**Work order**
Count lines holding the string "struct" in the data that follows. Reply with one number only.

Stored data entries
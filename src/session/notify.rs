use serde::Serialize;
use tokio::sync::broadcast;

use crate::core::ConnectionState;
use crate::journal::JournalEntry;

/// Detail attached to a status notification raised by the inactivity watchdog.
pub const IDLE_TIMEOUT_DETAIL: &str = "idle-timeout";

#[derive(Debug, Clone, PartialEq, Eq, Serialize)]
#[serde(rename_all = "camelCase")]
pub struct StatusUpdate {
    pub state: ConnectionState,
    #[serde(skip_serializing_if = "Option::is_none")]
    pub code: Option<u16>,
    #[serde(skip_serializing_if = "Option::is_none")]
    pub reason: Option<String>,
    #[serde(skip_serializing_if = "Option::is_none")]
    pub detail: Option<String>,
    pub timestamp: u64,
}

impl StatusUpdate {
    pub fn new(state: ConnectionState, timestamp: u64) -> Self {
        Self {
            state,
            code: None,
            reason: None,
            detail: None,
            timestamp,
        }
    }
}

#[derive(Debug, Clone, PartialEq, Eq, Serialize)]
pub struct ErrorNotice {
    pub message: String,
    pub timestamp: u64,
}

/// Pushed to observers for every journal append and state change.
#[derive(Debug, Clone, PartialEq, Eq)]
pub enum Notification {
    Message(JournalEntry),
    Status(StatusUpdate),
    Error(ErrorNotice),
}

impl Notification {
    /// Event name on the push stream.
    pub fn event_name(&self) -> &'static str {
        match self {
            Notification::Message(_) => "message",
            Notification::Status(_) => "status",
            Notification::Error(_) => "error",
        }
    }

    pub fn payload_json(&self) -> Result<String, sonic_rs::Error> {
        match self {
            Notification::Message(entry) => sonic_rs::to_string(entry),
            Notification::Status(status) => sonic_rs::to_string(status),
            Notification::Error(error) => sonic_rs::to_string(error),
        }
    }
}

/// Fan-out target for notifications.
pub trait NotificationSink: Send + Sync + 'static {
    fn broadcast(&self, notification: Notification);
}

impl NotificationSink for broadcast::Sender<Notification> {
    fn broadcast(&self, notification: Notification) {
        // No subscribers is not an error.
        let _ = self.send(notification);
    }
}

/// Sink that drops everything.
#[derive(Debug, Clone, Copy, Default)]
pub struct NullSink;

impl NotificationSink for NullSink {
    fn broadcast(&self, _notification: Notification) {}
}
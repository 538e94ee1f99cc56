use std::time::Duration;

use super::config::ConnectionConfig;

/// Exponential reconnect backoff with no attempt limit.
///
/// `next_delay` hands out the current delay and then grows it by `factor`,
/// capped at `max`. The sequence is non-decreasing and only returns to `base`
/// through `reset`, which the manager calls after every successful open.
#[derive(Clone, Debug)]
pub struct ExponentialBackoff {
    base: Duration,
    max: Duration,
    factor: f64,
    current: Duration,
}

impl ExponentialBackoff {
    pub fn new(base: Duration, max: Duration, factor: f64) -> Self {
        let factor = if factor.is_finite() && factor >= 1.0 {
            factor
        } else {
            1.5
        };
        let max = max.max(base);
        Self {
            base,
            max,
            factor,
            current: base,
        }
    }

    pub fn from_config(config: &ConnectionConfig) -> Self {
        Self::new(
            Duration::from_millis(config.reconnect_delay),
            Duration::from_millis(config.max_reconnect_delay),
            config.reconnect_backoff,
        )
    }

    /// Delay the next scheduled attempt will wait.
    pub fn current(&self) -> Duration {
        self.current
    }

    pub fn next_delay(&mut self) -> Duration {
        let delay = self.current;
        let grown_ms = (self.current.as_millis() as f64 * self.factor).round();
        let grown = if grown_ms >= u64::MAX as f64 {
            self.max
        } else {
            Duration::from_millis(grown_ms as u64)
        };
        self.current = grown.min(self.max);
        delay
    }

    pub fn reset(&mut self) {
        self.current = self.base;
    }

    /// Adopt new tuning. An in-progress sequence keeps its position but is
    /// clamped to the new bounds.
    pub fn reconfigure(&mut self, config: &ConnectionConfig) {
        let current = self.current;
        *self = Self::from_config(config);
        self.current = current.clamp(self.base, self.max);
    }
}

impl Default for ExponentialBackoff {
    fn default() -> Self {
        Self::from_config(&ConnectionConfig::default())
    }
}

**Exercise output**
4